Juve Difesa
19 Aprile Apr 2017 2237 19 aprile 2017

Champions League, Barcellona-Juventus finisce 0-0: bianconeri in semifinale

La squadra di Allegri resiste ai blaugrana forte del 3-0 dell'andata.

  • ...

La Juventus si è qualificata alla semifinale di Champions League. Non è arrivata infatti la rimonta sperata dal Barcellona, fermato sullo 0-0 al Camp Nou nel ritorno dei quarti. All'andata i bianconeri avevano vinto 3-0. Per i 4 mila tifosi che hanno seguito la squadra è stata una serata monumentale.

LA FORZA DEL 4-2-3-1 DI ALLEGRI. L'impresa è stata di quelle storiche: altro che "remuntada" del Barça, la Juventus è riuscita in due partite a non far segnare lo straccio di un gol ai blaugrana, abituati da sempre alle scorpacciate al Camp Nou. Allegri che ha costruito un 4-2-3-1 in grado di resistere alle ondate di Messi e compagni. La Bbc Buffon-Bonucci-Chiellini ha detronizzato la Msn dell'attacco dei miracoli del Barcellona: solo 13 angoli, un paio di parate di Buffon, sempre protagonista. Alla fine Neymar era il più distrutto, consolato dall'ex compagno Dani Alves, Messi forse il più deluso, Suarez il più deludente.

TANTA PRESSIONE, POCHE OCCASIONI. Il primo tocco è stato degli uomini di Luis Enrique. Ma la Juventus è riuscita a resistere, in particolare grazie a Pjanic e la linea difensiva. Il Barça ha provato a cercare il gol fin da subito mentre la Juve è ripartita spesso con Cuadrado. Qualche occasione anche per Higuain. Il primo tiro dei padroni di casa è arrivato solo dopo un quarto d'ora con Rakitic che ha calciato in alto. Il Barcellona per lunghi tratti del primo tempo è riuscito a comprimere la Juve che però non ha mai dato l'impressione di sbandare. La Juventus avrebbe potuto abbattere il morale del Barça, ma il rasoterra di Cuadrado, sulla ripartenza innescata da Dybala, non è entrato in porta. Il resto del secondo tempo ha visto i blaugrana sempre in avanti, ma mai veramente pericolosi.
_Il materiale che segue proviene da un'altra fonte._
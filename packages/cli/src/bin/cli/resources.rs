// ABOUTME: Generic list/show/create/update/delete commands shared by every entity
// ABOUTME: Lists go through the list controller, creates and updates through form controllers

use clap::{Args, Subcommand};
use colored::*;
use inquire::Select;
use serde::de::DeserializeOwned;

use itms_cli::output::{self, print_details};
use itms_cli::{parse_form_assignments, parse_record, prompt, Tabular};
use itms_client::ItmsClient;
use itms_controllers::{
    Editable, FetchOutcome, FormController, FormSchema, ListController, ListState, SubmitOutcome,
};
use itms_core::constants::{DEFAULT_PAGE_SIZE, MAX_PAGE_SIZE};
use itms_core::{Resource, Sort, StatusResource};

use super::{apply_assignments, submit_form, Reported};

#[derive(Args, Debug, Clone, PartialEq)]
pub struct ListArgs {
    /// Zero-based page index
    #[arg(short, long, default_value_t = 0)]
    pub page: u32,

    /// Rows per page
    #[arg(short, long, default_value_t = DEFAULT_PAGE_SIZE,
          value_parser = clap::value_parser!(u32).range(1..=MAX_PAGE_SIZE as i64))]
    pub size: u32,

    /// Sort key, e.g. createdAt
    #[arg(long)]
    pub sort: Option<String>,

    /// Sort descending
    #[arg(long, requires = "sort")]
    pub desc: bool,

    /// Filter as key=value, e.g. --filter status=IN_PROGRESS (repeatable)
    #[arg(short, long = "filter", value_name = "KEY=VALUE")]
    pub filters: Vec<String>,

    /// Page through results interactively
    #[arg(short, long)]
    pub interactive: bool,
}

#[derive(Subcommand, Debug, Clone, PartialEq)]
pub enum EntityCommands {
    /// List one page
    List(ListArgs),
    /// Show one record
    Show { id: i64 },
    /// Create a record through an interactive form
    Create,
    /// Change fields of a record; absent fields keep their value
    Update {
        id: i64,
        /// Field as key=value, e.g. --set name="Portal v2" (repeatable)
        #[arg(long = "set", value_name = "KEY=VALUE")]
        fields: Vec<String>,
    },
    /// Delete a record
    Delete {
        id: i64,
        /// Skip confirmation prompt
        #[arg(short, long)]
        yes: bool,
    },
}

/// Commands of entities with a server-side status workflow
#[derive(Subcommand, Debug, Clone, PartialEq)]
pub enum StatusEntityCommands {
    #[command(flatten)]
    Common(EntityCommands),
    /// Move a record to another status
    Status { id: i64, status: String },
}

pub async fn run<R, S>(
    client: &ItmsClient,
    command: EntityCommands,
    schema: S,
) -> anyhow::Result<()>
where
    R: Editable + Tabular,
    R::Filter: DeserializeOwned,
    S: FormSchema<Request = R::Create, Response = R>,
{
    match command {
        EntityCommands::List(args) => list::<R>(client, args).await,
        EntityCommands::Show { id } => show::<R>(client, id).await,
        EntityCommands::Create => create::<R, S>(client, schema).await,
        EntityCommands::Update { id, fields } => update::<R>(client, id, &fields).await,
        EntityCommands::Delete { id, yes } => delete::<R>(client, id, yes).await,
    }
}

pub async fn run_with_status<R, S>(
    client: &ItmsClient,
    command: StatusEntityCommands,
    schema: S,
) -> anyhow::Result<()>
where
    R: StatusResource + Editable + Tabular,
    R::Filter: DeserializeOwned,
    S: FormSchema<Request = R::Create, Response = R>,
{
    match command {
        StatusEntityCommands::Common(command) => run::<R, S>(client, command, schema).await,
        StatusEntityCommands::Status { id, status } => transition::<R>(client, id, &status).await,
    }
}

/// Initial list state for the given arguments
pub fn list_state<R>(args: &ListArgs) -> anyhow::Result<ListState<R>>
where
    R: Resource,
    R::Filter: DeserializeOwned,
{
    let filters: R::Filter = parse_record("filter", &args.filters)?;
    let sort = args.sort.as_ref().map(|by| {
        if args.desc {
            Sort::desc(by.clone())
        } else {
            Sort::asc(by.clone())
        }
    });
    Ok(ListState {
        page: args.page,
        size: args.size,
        sort,
        filters,
        ..Default::default()
    })
}

async fn list<R>(client: &ItmsClient, args: ListArgs) -> anyhow::Result<()>
where
    R: Resource + Tabular,
    R::Filter: DeserializeOwned,
{
    let controller: ListController<R> =
        ListController::with_state(client.resource::<R>(), list_state::<R>(&args)?);

    let spinner = output::spinner(format!("Loading {}s...", R::NAME));
    let mut outcome = controller.refresh().await;
    spinner.finish_and_clear();
    output::print_list(&controller.state());

    while args.interactive {
        let state = controller.state();
        let mut choices = Vec::new();
        if state.has_next() {
            choices.push("Next page");
        }
        if state.has_previous() {
            choices.push("Previous page");
        }
        choices.extend(["Refresh", "Quit"]);

        outcome = match Select::new("Navigate:", choices).prompt()? {
            "Next page" => controller.set_page(state.page + 1).await,
            "Previous page" => controller.set_page(state.page.saturating_sub(1)).await,
            "Refresh" => controller.refresh().await,
            _ => break,
        };
        output::print_list(&controller.state());
    }

    match outcome {
        FetchOutcome::Failed(_) => Err(Reported.into()),
        _ => Ok(()),
    }
}

async fn show<R: Resource + Tabular>(client: &ItmsClient, id: i64) -> anyhow::Result<()> {
    let record = client.resource::<R>().get(id).await?;
    print_details(&record.title(), &record.details());
    Ok(())
}

async fn create<R, S>(client: &ItmsClient, schema: S) -> anyhow::Result<()>
where
    R: Resource + Tabular,
    S: FormSchema<Request = R::Create, Response = R>,
{
    println!("{}", format!("New {}", R::NAME).blue().bold());
    println!();

    let form = FormController::new(schema);
    prompt::fill_form(&form)?;

    loop {
        let resource = client.resource::<R>();
        let spinner = output::spinner(format!("Saving {}...", R::NAME));
        let outcome = form
            .submit(move |request| async move { resource.create(&request).await })
            .await;
        spinner.finish_and_clear();

        match outcome {
            SubmitOutcome::Succeeded(record) => {
                let state = form.state();
                output::success(state.success.as_deref().unwrap_or("Saved"));
                println!();
                print_details(&record.title(), &record.details());
                if let Some(navigation) = form.take_navigation() {
                    println!();
                    println!("{}", format!("→ {}", navigation.target).dimmed());
                }
                return Ok(());
            }
            SubmitOutcome::Invalid(_) => prompt::fix_errors(&form)?,
            SubmitOutcome::Failed(err) => {
                eprintln!("{} {}", "✗".red().bold(), err.user_message().red());
                if !prompt::confirm("Edit and submit again?")? {
                    return Err(Reported.into());
                }
                if form.state().field_errors.is_empty() {
                    prompt::fill_form(&form)?;
                } else {
                    prompt::fix_errors(&form)?;
                }
            }
            SubmitOutcome::Busy => continue,
        }
    }
}

/// Load the record into its edit form, apply `--set` values and submit the changes
async fn update<R: Editable + Tabular>(
    client: &ItmsClient,
    id: i64,
    fields: &[String],
) -> anyhow::Result<()> {
    let assignments = parse_form_assignments(fields)?;
    if assignments.is_empty() {
        output::warning("No --set fields given; nothing will change");
    }

    let resource = client.resource::<R>();
    let form = FormController::new(resource.get(id).await?.edit_form());
    apply_assignments(&form, assignments)?;

    let record =
        submit_form(&form, move |request| async move { resource.update(id, &request).await })
            .await?;
    println!();
    print_details(&record.title(), &record.details());
    Ok(())
}

async fn delete<R: Resource>(client: &ItmsClient, id: i64, yes: bool) -> anyhow::Result<()> {
    if !yes && !prompt::confirm(&format!("Delete {} {}? This cannot be undone", R::NAME, id))? {
        println!("{}", "Cancelled".yellow());
        return Ok(());
    }
    client.resource::<R>().remove(id).await?;
    output::success(&format!("Deleted {} {}", R::NAME, id));
    Ok(())
}

/// Parse a status the way users type it (`in progress`, `in-progress`, `IN_PROGRESS`)
pub fn parse_status<R: StatusResource>(raw: &str) -> anyhow::Result<R::Status> {
    let wire = raw.trim().to_uppercase().replace(['-', ' '], "_");
    serde_json::from_value(serde_json::Value::String(wire))
        .map_err(|_| anyhow::anyhow!("Invalid {} status: {}", R::NAME, raw))
}

async fn transition<R>(client: &ItmsClient, id: i64, status: &str) -> anyhow::Result<()>
where
    R: StatusResource + Tabular,
{
    let status = parse_status::<R>(status)?;
    let record = client.resource::<R>().transition_status(id, status).await?;
    output::success(&format!("{} {} is now {}", R::NAME, id, record.status()));
    Ok(())
}

#[cfg(test)]
mod tests {
    use super::*;
    use itms_core::models::project::ProjectStatus;
    use itms_core::models::sr::SrStatus;
    use itms_core::{Project, ServiceRequest, SortOrder};

    fn args() -> ListArgs {
        ListArgs {
            page: 2,
            size: 20,
            sort: Some("createdAt".to_string()),
            desc: true,
            filters: vec!["status=completed".to_string(), "name=Portal".to_string()],
            interactive: false,
        }
    }

    #[test]
    fn test_list_state_from_args() {
        let state = list_state::<Project>(&args()).unwrap();
        assert_eq!(state.page, 2);
        assert_eq!(state.size, 20);
        assert_eq!(state.sort.as_ref().map(|s| s.order), Some(SortOrder::Desc));
        assert_eq!(state.filters.status, Some(ProjectStatus::Completed));
        assert_eq!(state.filters.name.as_deref(), Some("Portal"));
    }

    #[test]
    fn test_unknown_filter_is_rejected() {
        let mut bad = args();
        bad.filters = vec!["colour=red".to_string()];
        assert!(list_state::<Project>(&bad).is_err());
    }

    #[test]
    fn test_parse_status_accepts_loose_spelling() {
        assert_eq!(
            parse_status::<Project>("in progress").unwrap(),
            ProjectStatus::InProgress
        );
        assert_eq!(
            parse_status::<ServiceRequest>("approval-pending").unwrap(),
            SrStatus::ApprovalPending
        );
        assert!(parse_status::<Project>("done").is_err());
    }
}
SORTEGGIO VENERDÌ 21 APRILE. Allegri ha iniziato poi con i cambi decidendo di coprirsi inserendo Barzagli per Dybala. Successivamente è stato il turno di Asamoah e Lemina. Nel finale Suarez ha provato a reclamare senza successo un rigore per un presunto fallo di mano di Alex Sandro. Negli ultimi minuti è cresciuta la pressione, ma il muro bianconero ha tenuto. Al triplice fischio è scoppiata la gioia. Ora gli occhi sono puntati sull'urna di Nyon che il 21 aprile deve sancire gli accoppiamenti delle semifinali, dove la Juve può pescare una tra Real Madrid, Altetico Madrid e Monaco.